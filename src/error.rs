//! Error types for Baton operations.
//!
//! This module defines [`BatonError`], the primary error type used throughout
//! the crate, and a [`Result`] type alias for convenience.
//!
//! # Error Handling Strategy
//!
//! - Use `BatonError` for domain-specific errors that need distinct handling
//! - Use `anyhow::Error` (via `BatonError::Other`) for unexpected errors
//! - Step executors report failures with [`StepExecutionError`], which the
//!   runner records on the step before surfacing it as
//!   [`BatonError::StepExecution`]

use std::path::PathBuf;
use thiserror::Error;

/// Core error type for Baton operations.
#[derive(Debug, Error)]
pub enum BatonError {
    /// A command was issued while the run was in a state that forbids it.
    #[error("Invalid state: {message}")]
    InvalidState { message: String },

    /// Strict gating found Input steps with no matching upload.
    #[error("Missing required inputs: {}", missing.join(", "))]
    MissingInput { missing: Vec<String> },

    /// A step's unit of work failed and halted the run.
    #[error("Step '{step}' failed: {message}")]
    StepExecution { step: String, message: String },

    /// Configuration file not found at expected location.
    #[error("Configuration not found: {path}")]
    ConfigNotFound { path: PathBuf },

    /// Failed to parse configuration file.
    #[error("Failed to parse config at {path}: {message}")]
    ConfigParseError { path: PathBuf, message: String },

    /// Invalid configuration structure or values.
    #[error("Invalid configuration: {message}")]
    ConfigValidationError { message: String },

    /// Step dependency cycle detected.
    #[error("Circular dependency detected: {cycle}")]
    CircularDependency { cycle: String },

    /// IO error wrapper.
    #[error("IO error: {0}")]
    Io(#[from] std::io::Error),

    /// Generic wrapped error for anyhow interop.
    #[error(transparent)]
    Other(#[from] anyhow::Error),
}

impl BatonError {
    /// Shorthand for an [`BatonError::InvalidState`] error.
    pub fn invalid_state(message: impl Into<String>) -> Self {
        Self::InvalidState {
            message: message.into(),
        }
    }
}

/// Error returned by a step executor when a step's work fails.
#[derive(Debug, Clone, PartialEq, Eq, Error)]
#[error("{message}")]
pub struct StepExecutionError {
    /// Id of the step that failed.
    pub step: String,
    /// Human-readable failure reason.
    pub message: String,
}

impl StepExecutionError {
    /// Create a new step failure.
    pub fn new(step: impl Into<String>, message: impl Into<String>) -> Self {
        Self {
            step: step.into(),
            message: message.into(),
        }
    }
}

impl From<StepExecutionError> for BatonError {
    fn from(err: StepExecutionError) -> Self {
        BatonError::StepExecution {
            step: err.step,
            message: err.message,
        }
    }
}

/// Result type alias for Baton operations.
pub type Result<T> = std::result::Result<T, BatonError>;
//! Deep merge for layered YAML configuration.
//!
//! `.baton/config.local.yml` is laid over `.baton/config.yml`.
//!
//! # Merge Rules
//!
//! - Mappings are merged recursively
//! - Sequences (including `steps`) are replaced entirely
//! - A null in the overlay deletes the key from the base
//! - Scalars in the overlay replace scalars in the base

use serde_yaml::Value;

/// Deep merge two YAML values; `overlay` wins at the point of conflict.
pub fn deep_merge(base: &Value, overlay: &Value) -> Value {
    let mut merged = base.clone();
    merge_into(&mut merged, overlay.clone());
    merged
}

/// Merge layers in order (later overrides earlier).
pub fn merge_configs(configs: &[Value]) -> Value {
    let mut merged = Value::Mapping(Default::default());
    for layer in configs {
        merge_into(&mut merged, layer.clone());
    }
    merged
}

fn merge_into(target: &mut Value, overlay: Value) {
    match (target, overlay) {
        (Value::Mapping(target_map), Value::Mapping(overlay_map)) => {
            for (key, value) in overlay_map {
                if value.is_null() {
                    target_map.remove(&key);
                } else if let Some(existing) = target_map.get_mut(&key) {
                    merge_into(existing, value);
                } else {
                    target_map.insert(key, value);
                }
            }
        }
        (target, overlay) => *target = overlay,
    }
}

— Work instruction —
Copy every line that contains "errors" from the listing above.

— Output below —
//! - Use `BatonError` for domain-specific errors that need distinct handling
//! - Use `anyhow::Error` (via `BatonError::Other`) for unexpected errors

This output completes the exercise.